On December 4, 2025, the "Navigating Risks, Building Trust: CCXI 2026 Credit Risk Outlook Annual Conference," hosted by China Chengxin International Credit Rating (CCXI), concluded successfully in Shanghai. Analysts from CCXI and representatives from market investment institutions shared insights on topics including economic development trends during China's 15th Five-Year Plan period, multidimensional perspectives on financial institutions in a low-interest-rate era, the new credit ecosystem under technological innovation, AI applications in financial services, international standards in modern corporate governance, and ESG-driven sustainable supply chains.
The conference also unveiled the CCXI Public REITs Index, Database & Terminal, as well as the CCXI-Haier Xinhaihui Green Industry-Finance-Tech Ecosystem and Green E-Supply Chain Bill Connect 1.0. As one of CCXI's flagship annual events, the summit attracted participants from domestic and international enterprises, financial institutions, research organizations, and media.
In his opening remarks, CCXI President Yue Zhigang highlighted that amid global structural adjustments and technological revolutions, China's economy, despite facing challenges such as insufficient demand, is undergoing optimization and transformation driven by innovation. With fiscal policies enhancing efficiency and monetary policies remaining accommodative, China's bond market has exceeded 190 trillion yuan, with corporate credit bond issuance reaching 15.1 trillion yuan this year, strongly supporting real-economy financing.
Yue emphasized that building a modern industrial system and advancing financial strength during the 15th Five-Year Plan period will expand credit market opportunities while demanding higher risk management standards. He advocated leveraging big data and AI for intelligent risk management and refining credit rating methodologies to align with green and technological transitions.
Yuan Haixia, Director of CCXI Research Institute, projected China's economic growth at 4.8% in 2026, citing five positive factors, including eased U.S.-China trade tensions, alongside challenges like weak demand. She recommended raising the fiscal deficit ratio to 4.5%-5% and maintaining loose monetary policies to stimulate consumption and optimize debt management.
Panel discussions covered diverse themes: - **Financial Institutions in a Low-Rate Era**: Experts explored strategies for banks facing narrowing interest margins, insurers enhancing digital transformation, and securities firms expanding overseas. - **Tech-Driven Credit Ecosystem**: Discussions centered on opportunities in industrial upgrades, policy-backed tech bonds, and credit trends among innovation-driven entities. - **AI in Finance**: Participants analyzed AI's foundational logic, application scenarios, and implementation challenges.
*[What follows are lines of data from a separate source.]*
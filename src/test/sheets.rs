use serde_json::{Value, json};

use super::{add_competitor, add_entry, admin, create_event, make_router, score};

#[tokio::test]
async fn submitted_sheets_are_locked_until_reopened() {
    let router = make_router().await;
    let admin = admin(&router).await;
    let event_id = create_event(&admin, 5, 3).await;
    let diver = add_competitor(&admin, &event_id, "Ida", "India").await;

    let sheet = admin
        .get(&format!("/api/competitors/{diver}/dive-sheet"))
        .await
        .json::<Value>();
    assert_eq!(sheet["dive_sheet"]["status"], "draft");
    assert_eq!(sheet["entries"].as_array().unwrap().len(), 0);

    let entry = add_entry(
        &admin,
        &diver,
        json!({ "dive_number": 1, "fina_code": "103B", "board_height": "1m" }),
    )
    .await;
    assert_eq!(entry["description"], "Forward 1½ Somersaults Pike");
    let entry_id = entry["id"].as_str().unwrap().to_string();

    let submitted = admin
        .post(&format!("/api/competitors/{diver}/dive-sheet/submit"))
        .await;
    assert_eq!(submitted.status_code(), 200);
    assert_eq!(submitted.json::<Value>()["status"], "submitted");

    let blocked = admin
        .post(&format!("/api/competitors/{diver}/entries"))
        .json(&json!({ "dive_number": 2, "fina_code": "201A", "board_height": "1m" }))
        .await;
    assert_eq!(blocked.status_code(), 400);
    assert_eq!(
        admin
            .delete(&format!("/api/entries/{entry_id}"))
            .await
            .status_code(),
        400
    );

    let reopened = admin
        .post(&format!("/api/competitors/{diver}/dive-sheet/reopen"))
        .await;
    assert_eq!(reopened.json::<Value>()["status"], "draft");

    add_entry(
        &admin,
        &diver,
        json!({ "dive_number": 2, "fina_code": "201A", "board_height": "1m" }),
    )
    .await;

    let sheet = admin
        .get(&format!("/api/competitors/{diver}/dive-sheet"))
        .await
        .json::<Value>();
    let numbers = sheet["entries"]
        .as_array()
        .unwrap()
        .iter()
        .map(|e| e["dive_number"].as_i64().unwrap())
        .collect::<Vec<_>>();
    assert_eq!(numbers, vec![1, 2]);
}

#[tokio::test]
async fn entries_are_checked_against_the_event() {
    let router = make_router().await;
    let admin = admin(&router).await;
    let event_id = create_event(&admin, 5, 2).await;
    let diver = add_competitor(&admin, &event_id, "Jo", "Juliet").await;

    let post = |body: Value| {
        admin
            .post(&format!("/api/competitors/{diver}/entries"))
            .json(&body)
    };

    // beyond the number of dives in the event
    let res = post(json!({ "dive_number": 3, "fina_code": "101A", "board_height": "1m" })).await;
    assert_eq!(res.status_code(), 400);

    // not a dive code
    let res = post(json!({ "dive_number": 1, "fina_code": "7XYZ", "board_height": "1m" })).await;
    assert_eq!(res.status_code(), 400);

    // not a board height
    let res = post(json!({ "dive_number": 1, "fina_code": "101A", "board_height": "2m" })).await;
    assert_eq!(res.status_code(), 400);

    // well formed, but not in the table, so a difficulty is needed
    let res = post(json!({ "dive_number": 1, "fina_code": "1999D", "board_height": "1m" })).await;
    assert_eq!(res.status_code(), 400);
    assert!(
        res.json::<Value>()["error"]
            .as_str()
            .unwrap()
            .contains("manually")
    );
    let res = post(json!({
        "dive_number": 1,
        "fina_code": "1999D",
        "board_height": "1m",
        "difficulty": 3.1,
    }))
    .await;
    assert_eq!(res.status_code(), 201);

    // the same dive number twice
    let res = post(json!({ "dive_number": 1, "fina_code": "101A", "board_height": "1m" })).await;
    assert_eq!(res.status_code(), 400);

    let res = post(json!({
        "dive_number": 2,
        "fina_code": "101A",
        "board_height": "1m",
        "difficulty": 5.0,
    }))
    .await;
    assert_eq!(res.status_code(), 400);
}

#[tokio::test]
async fn panel_and_sheet_sizes_cannot_shrink_under_existing_data() {
    let router = make_router().await;
    let admin = admin(&router).await;
    let event_id = create_event(&admin, 5, 3).await;
    let diver = add_competitor(&admin, &event_id, "Kit", "Kilo").await;
    let entry = add_entry(
        &admin,
        &diver,
        json!({ "dive_number": 3, "fina_code": "101A", "board_height": "1m" }),
    )
    .await["id"]
        .as_str()
        .unwrap()
        .to_string();

    let res = admin
        .put(&format!("/api/events/{event_id}"))
        .json(&json!({ "name": "3m Springboard", "num_dives": 2 }))
        .await;
    assert_eq!(res.status_code(), 400);

    assert_eq!(score(&admin, &entry, 5, 7.0).await.status_code(), 200);

    let event = admin
        .get(&format!("/api/events/{event_id}"))
        .await
        .json::<Value>();
    let competition_id = event["competition_id"].as_str().unwrap().to_string();

    let res = admin
        .put(&format!("/api/competitions/{competition_id}"))
        .json(&json!({
            "name": "Summer Open",
            "date": "2025-07-12",
            "location": "Lido",
            "num_judges": 3,
        }))
        .await;
    assert_eq!(res.status_code(), 400);

    let res = admin
        .put(&format!("/api/competitions/{competition_id}"))
        .json(&json!({
            "name": "Summer Open",
            "date": "2025-07-12",
            "location": "Lido",
            "num_judges": 4,
        }))
        .await;
    assert_eq!(res.status_code(), 400);
}

#[tokio::test]
async fn fina_lookup_and_cascading_deletes() {
    let router = make_router().await;
    let admin = admin(&router).await;

    let dive = admin.get("/api/fina/105b/3m").await;
    assert_eq!(dive.status_code(), 200);
    assert_eq!(dive.json::<Value>()["difficulty"], 2.4);
    assert_eq!(admin.get("/api/fina/105B/2m").await.status_code(), 404);

    let event_id = create_event(&admin, 5, 1).await;
    let diver = add_competitor(&admin, &event_id, "Lu", "Lima").await;
    let entry = add_entry(
        &admin,
        &diver,
        json!({ "dive_number": 1, "fina_code": "101A", "board_height": "1m" }),
    )
    .await["id"]
        .as_str()
        .unwrap()
        .to_string();
    score(&admin, &entry, 1, 7.0).await;

    let res = admin.delete(&format!("/api/competitors/{diver}")).await;
    assert_eq!(res.status_code(), 200);

    assert_eq!(
        admin
            .get(&format!("/api/entries/{entry}/scores"))
            .await
            .status_code(),
        404
    );
    let board = admin
        .get(&format!("/api/events/{event_id}/leaderboard"))
        .await
        .json::<Value>();
    assert_eq!(board.as_array().unwrap().len(), 0);
}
Yang Xiaojing, CCXI Research Director, identified three key investment themes for 2026: urban investment bonds transitioning to substantive breakthroughs, policy-backed tech bonds, and diversified fixed-income products like REITs and offshore bonds. She advised focusing on 3-5-year bonds with yields above 2.2% and selective regional exposures.
Pan Yuqiong, Deputy General Manager of CCXI Index, introduced a one-stop REITs solution for asset managers, featuring comprehensive indices and a data terminal with deep asset-level analytics.
Wang Qian, President of CCXI Certification, discussed integrating international standards like ISO 37301 into Chinese corporate governance, emphasizing compliance as a competitive edge.
The launch of the Green E-Supply Chain Bill Connect 1.0 marked a breakthrough in green finance, aligning with national policies to support sustainable trade through enhanced transparency and incentives.
A final panel on ESG-driven supply chains highlighted cross-industry collaboration to leverage ESG for sustainable growth.